- **INSTRUCTIONS TO FOLLOW**
Write out every line below that includes the word "Rectangle".

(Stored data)
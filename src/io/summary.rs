// src/io/summary.rs
// Tab-separated run summary: inputs, thresholds and region statistics

use crate::coverage::{CoverageResult, FragmentFilter, FragmentKind, FragmentRecord};
use crate::plotting::stats::{DuplicationRegion, RegionStats, calculate_per_base_stats};
use std::fmt::Write as FmtWrite;
use std::fs::File;
use std::io::Write;
use std::path::{Path, PathBuf};

/// Everything reported about one run, one `field<TAB>value` line each
pub struct RunSummary {
    pub file_name: String,
    pub path: PathBuf,
    /// Parsed fragments per tag, in PI, PO, GI order
    pub fragments_by_kind: [(FragmentKind, usize); 3],
    pub num_fragments: usize,
    pub num_significant: usize,
    pub p_threshold: f64,
    pub min_length: u64,
    pub coverage_length: usize,
    pub mean_coverage: f64,
    pub median_coverage: f64,
    pub max_coverage: f64,
    pub region: DuplicationRegion,
    pub tail_len: u64,
    pub stats: RegionStats,
    pub creation_time: String,
}

impl RunSummary {
    pub fn new(
        path: &Path,
        records: &[FragmentRecord],
        filter: &FragmentFilter,
        coverage: &CoverageResult,
        region: DuplicationRegion,
        tail_len: u64,
        stats: RegionStats,
    ) -> Self {
        let file_name = path
            .file_name()
            .map(|s| s.to_string_lossy().to_string())
            .unwrap_or_default();
        let fragments_by_kind =
            FragmentKind::ALL.map(|kind| (kind, records.iter().filter(|r| r.kind == kind).count()));
        let per_base = calculate_per_base_stats(&coverage.counts);
        let creation_time = chrono::Local::now().format("%d/%m/%Y %H:%M:%S").to_string();

        Self {
            file_name,
            path: path.to_path_buf(),
            fragments_by_kind,
            num_fragments: records.len(),
            num_significant: coverage.filtered.len(),
            p_threshold: filter.p_threshold,
            min_length: filter.min_length,
            coverage_length: coverage.counts.len(),
            mean_coverage: per_base.mean,
            median_coverage: per_base.median,
            max_coverage: per_base.max,
            region,
            tail_len,
            stats,
            creation_time,
        }
    }

    pub fn format(&self) -> String {
        let mut output = String::new();
        // Writing into a String cannot fail
        let _ = self.write_fields(&mut output);
        output
    }

    fn write_fields(&self, output: &mut String) -> std::fmt::Result {
        writeln!(output, "File name\t{}", self.file_name)?;
        writeln!(output, "Fragments parsed\t{}", self.num_fragments)?;
        for (kind, count) in &self.fragments_by_kind {
            writeln!(output, "{} fragments\t{}", kind, count)?;
        }
        writeln!(output, "Significant fragments\t{}", self.num_significant)?;
        writeln!(output, "P-value threshold\t{}", self.p_threshold)?;
        writeln!(output, "Min fragment length\t{}", self.min_length)?;
        writeln!(output, "Coverage length\t{}", self.coverage_length)?;
        writeln!(output, "Mean coverage\t{:.2}", self.mean_coverage)?;
        writeln!(output, "Median coverage\t{:.2}", self.median_coverage)?;
        writeln!(output, "Max coverage\t{:.0}", self.max_coverage)?;
        writeln!(output, "Total coverage\t{}", self.stats.total_sum)?;
        writeln!(
            output,
            "Duplication region\t{}-{}",
            self.region.start, self.region.end
        )?;
        writeln!(output, "Duplication coverage\t{}", self.stats.dup_sum)?;
        writeln!(output, "Duplication %\t{}", self.stats.dup_pct)?;
        writeln!(
            output,
            "Tail region\t{}-{}",
            self.stats.tail_start, self.region.end
        )?;
        writeln!(output, "Tail length\t{}", self.tail_len)?;
        writeln!(output, "Tail coverage\t{}", self.stats.tail_sum)?;
        writeln!(output, "Tail %\t{}", self.stats.tail_pct)?;
        writeln!(output)?;
        writeln!(output, "Path\t{}", self.path.display())?;
        writeln!(output, "Creation time\t{}", self.creation_time)?;
        Ok(())
    }

    /// Write to a file
    pub fn write_to_file(&self, output_path: &Path) -> Result<(), Box<dyn std::error::Error>> {
        let mut file = File::create(output_path)?;
        file.write_all(self.format().as_bytes())?;
        Ok(())
    }
}

#[cfg(test)]
mod tests {
    use super::*;
    use crate::coverage::calculate_coverage;
    use crate::plotting::stats::calculate_region_stats;

    fn record(kind: FragmentKind, sim_p: f64, begin: u64, end: u64) -> FragmentRecord {
        FragmentRecord {
            kind,
            sim_p,
            begin,
            end,
            length: end - begin + 1,
        }
    }

    #[test]
    fn test_summary_fields() {
        let records = vec![
            record(FragmentKind::Pi, 0.001, 1000, 1999),
            record(FragmentKind::Pi, 0.2, 100, 900),
            record(FragmentKind::Gi, 0.01, 1500, 2499),
        ];
        let filter = FragmentFilter::default();
        let coverage = calculate_coverage(&records, &filter).unwrap();
        let region = DuplicationRegion::new(1000, 2000);
        let stats = calculate_region_stats(&coverage.counts, &region, 750);

        let summary = RunSummary::new(
            Path::new("data/run1.frags"),
            &records,
            &filter,
            &coverage,
            region,
            750,
            stats,
        );
        let text = summary.format();

        assert!(text.starts_with("File name\trun1.frags\n"));
        assert!(text.contains("Fragments parsed\t3\n"));
        assert!(text.contains("PI fragments\t2\n"));
        assert!(text.contains("PO fragments\t0\n"));
        assert!(text.contains("GI fragments\t1\n"));
        assert!(text.contains("Significant fragments\t2\n"));
        assert!(text.contains("Coverage length\t2999\n"));
        assert!(text.contains("Total coverage\t2000\n"));
        assert!(text.contains("Duplication coverage\t1501\n"));
        assert!(text.contains("Tail region\t1250-2000\n"));
        assert!(text.contains("Max coverage\t2\n"));
        assert!(text.contains("Creation time\t"));
    }

    #[test]
    fn test_write_to_file() {
        let records = vec![record(FragmentKind::Po, 0.9, 0, 10)];
        let filter = FragmentFilter::default();
        let coverage = calculate_coverage(&records, &filter).unwrap();
        let region = DuplicationRegion::new(0, 100);
        let stats = calculate_region_stats(&coverage.counts, &region, 750);
        let summary = RunSummary::new(Path::new("x.txt"), &records, &filter, &coverage, region, 750, stats);

        let tmp = tempfile::NamedTempFile::new().unwrap();
        summary.write_to_file(tmp.path()).unwrap();
        let contents = std::fs::read_to_string(tmp.path()).unwrap();
        assert!(contents.contains("Significant fragments\t0\n"));
        assert!(contents.contains("Coverage length\t1000\n"));
        assert!(contents.contains("Duplication %\t0\n"));
    }
}
// src/plotting/mod.rs
// Plotting module for geneconv-viz: coverage step plot with highlighted
// duplication region and tail

pub mod stats;
pub mod themes;
pub mod utils;

use crate::plotting::stats::{DuplicationRegion, RegionStats};
use crate::plotting::themes::{CLASSIC, ColorTheme};
use crate::plotting::utils::{blend_colors, format_number, step_points};
use log::debug;
use plotters::coord::Shift;
use plotters::prelude::*;
use std::path::{Path, PathBuf};

/// 14 x 4.5 inches at 300 DPI
pub const PLOT_SIZE: (u32, u32) = (4200, 1350);

const REGION_ALPHA: f64 = 0.6;
const TAIL_ALPHA: f64 = 0.7;

pub struct PlotOptions {
    pub theme: &'static ColorTheme,
    /// Write SVG instead of PNG
    pub svg: bool,
}

impl Default for PlotOptions {
    fn default() -> Self {
        Self {
            theme: &CLASSIC,
            svg: false,
        }
    }
}

/// Output path actually written: `.svg` is forced when SVG is requested
pub fn resolve_output_path(output_path: &Path, svg: bool) -> PathBuf {
    let is_svg_ext = output_path
        .extension()
        .is_some_and(|ext| ext.eq_ignore_ascii_case("svg"));
    if svg && !is_svg_ext {
        output_path.with_extension("svg")
    } else {
        output_path.to_path_buf()
    }
}

/// Render the coverage array with the duplication and tail bands.
///
/// The image format follows the output extension (`.svg` gives SVG,
/// anything else a bitmap). Returns the path written.
pub fn plot_coverage(
    counts: &[u32],
    region: &DuplicationRegion,
    stats: &RegionStats,
    tail_len: u64,
    output_path: &Path,
    options: &PlotOptions,
) -> Result<PathBuf, Box<dyn std::error::Error>> {
    let path = resolve_output_path(output_path, options.svg);
    let is_svg = path
        .extension()
        .is_some_and(|ext| ext.eq_ignore_ascii_case("svg"));
    debug!(
        "Rendering {} positions to {} ({})",
        counts.len(),
        path.display(),
        if is_svg { "svg" } else { "bitmap" }
    );

    if is_svg {
        let root = SVGBackend::new(&path, PLOT_SIZE).into_drawing_area();
        draw_coverage(&root, counts, region, stats, tail_len, options.theme)?;
        root.present()?;
    } else {
        let root = BitMapBackend::new(&path, PLOT_SIZE).into_drawing_area();
        draw_coverage(&root, counts, region, stats, tail_len, options.theme)?;
        root.present()?;
    }
    Ok(path)
}

fn draw_coverage<DB>(
    root: &DrawingArea<DB, Shift>,
    counts: &[u32],
    region: &DuplicationRegion,
    stats: &RegionStats,
    tail_len: u64,
    theme: &ColorTheme,
) -> Result<(), Box<dyn std::error::Error>>
where
    DB: DrawingBackend,
    DB::ErrorType: 'static,
{
    root.fill(&theme.base)?;

    let x_max = counts.len().max(1) as i64;
    let y_peak = counts.iter().copied().max().unwrap_or(0) as f64;
    let y_max = if y_peak < 3.0 { 3.0 } else { y_peak * 1.05 };

    let mut chart = ChartBuilder::on(root)
        .margin(40)
        .caption(
            "Significant Gene Conversion Fragment Coverage",
            ("sans-serif", 60).into_font().color(&theme.text),
        )
        .set_label_area_size(LabelAreaPosition::Left, 140)
        .set_label_area_size(LabelAreaPosition::Bottom, 120)
        .build_cartesian_2d(0i64..x_max, 0f64..y_max)?;

    // Bands are clamped to the axis so nothing spills into the label areas
    let clamp_x = |x: u64| (x as i64).min(x_max);
    let region_fill = blend_colors(&theme.base, &theme.region, REGION_ALPHA);
    let tail_fill = blend_colors(&theme.base, &theme.tail, TAIL_ALPHA);
    let line_color = theme.primary;

    // Legend entries follow series order; the coverage line is listed first
    // but drawn last so it sits over the bands and grid
    chart
        .draw_series(LineSeries::new(
            std::iter::empty::<(i64, f64)>(),
            line_color.stroke_width(4),
        ))?
        .label("Fragment coverage")
        .legend(move |(x, y)| PathElement::new(vec![(x, y), (x + 40, y)], line_color.stroke_width(4)));

    chart
        .draw_series(std::iter::once(Rectangle::new(
            [(clamp_x(region.start), 0.0), (clamp_x(region.end), y_max)],
            region_fill.filled(),
        )))?
        .label(format!("Duplication region ({}%)", stats.dup_pct))
        .legend(move |(x, y)| Rectangle::new([(x, y - 12), (x + 40, y + 12)], region_fill.filled()));

    chart
        .draw_series(std::iter::once(Rectangle::new(
            [(clamp_x(stats.tail_start), 0.0), (clamp_x(region.end), y_max)],
            tail_fill.filled(),
        )))?
        .label(format!(
            "Last {} bp of duplication ({}%)",
            tail_len, stats.tail_pct
        ))
        .legend(move |(x, y)| Rectangle::new([(x, y - 12), (x + 40, y + 12)], tail_fill.filled()));

    // Grid goes over the bands
    chart
        .configure_mesh()
        .x_desc("Mitochondrial DNA Position (bp)")
        .y_desc("Stacking Coverage (Fragments)")
        .axis_desc_style(("sans-serif", 40).into_font().color(&theme.text))
        .x_label_formatter(&|x| format_number(*x as u64))
        .x_labels(15)
        .x_label_style(("sans-serif", 30).into_font().color(&theme.text))
        .y_label_style(("sans-serif", 30).into_font().color(&theme.text))
        .bold_line_style(theme.overlay.mix(0.5))
        .light_line_style(theme.overlay.mix(0.2))
        .axis_style(&theme.text)
        .draw()?;

    chart.draw_series(LineSeries::new(
        step_points(counts),
        line_color.stroke_width(4),
    ))?;

    chart
        .configure_series_labels()
        .position(SeriesLabelPosition::UpperLeft)
        .margin(20)
        .background_style(theme.base.mix(0.9))
        .border_style(&theme.overlay)
        .label_font(("sans-serif", 30).into_font().color(&theme.text))
        .draw()?;

    Ok(())
}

- **EXPECTED OUTPUT**
        .draw_series(std::iter::once(Rectangle::new(
        .legend(move |(x, y)| Rectangle::new([(x, y - 12), (x + 40, y + 12)], region_fill.filled()));
        .draw_series(std::iter::once(Rectangle::new(
        .legend(move |(x, y)| Rectangle::new([(x, y - 12), (x + 40, y + 12)], tail_fill.filled()));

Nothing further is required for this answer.